== Supplied information ==
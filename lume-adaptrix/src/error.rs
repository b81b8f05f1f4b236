use thiserror::Error;

#[derive(Debug, Error)]
pub enum AdaptrixError {
    #[error("geometry operation failed: {0}")]
    Geometry(String),

    #[error("index {index} of cluster group does not fit in 10 bits")]
    IndexOverflow { index: u32 },

    #[error("cluster index count {count} does not fit in 8 bits")]
    ClusterIndexCountOverflow { count: usize },

    #[error("page {page} exceeds u32-addressable size ({values} values)")]
    PageOverflow { page: usize, values: u64 },

    #[error("no baked mesh detected in {0}")]
    MissingBake(String),

    #[error("corrupt bake file {path}: {reason}")]
    CorruptFile { path: String, reason: String },

    #[error("bake cancelled")]
    Cancelled,

    #[error("streaming engine is not initialized")]
    NotInitialized,

    #[error("gpu error: {0}")]
    Gpu(#[from] lume_core::LumeError),

    #[error("io error: {0}")]
    Io(#[from] std::io::Error),
}

pub type AdaptrixResult<T> = Result<T, AdaptrixError>;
===
What to work on :: Set the entries down again, unchanged and complete.

Task solution ::
filename lume-adaptrix/src/error.rs
repository b81b8f05f1f4b236
use thiserror::Error;

#[derive(Debug, Error)]
pub enum AdaptrixError {
    #[error("geometry operation failed: {0}")]
    Geometry(String),

    #[error("index {index} of cluster group does not fit in 10 bits")]
    IndexOverflow { index: u32 },

    #[error("cluster index count {count} does not fit in 8 bits")]
    ClusterIndexCountOverflow { count: usize },

    #[error("page {page} exceeds u32-addressable size ({values} values)")]
    PageOverflow { page: usize, values: u64 },

    #[error("no baked mesh detected in {0}")]
    MissingBake(String),

    #[error("corrupt bake file {path}: {reason}")]
    CorruptFile { path: String, reason: String },

    #[error("bake cancelled")]
    Cancelled,

    #[error("streaming engine is not initialized")]
    NotInitialized,

    #[error("gpu error: {0}")]
    Gpu(#[from] lume_core::LumeError),

    #[error("io error: {0}")]
    Io(#[from] std::io::Error),
}

pub type AdaptrixResult<T> = Result<T, AdaptrixError>;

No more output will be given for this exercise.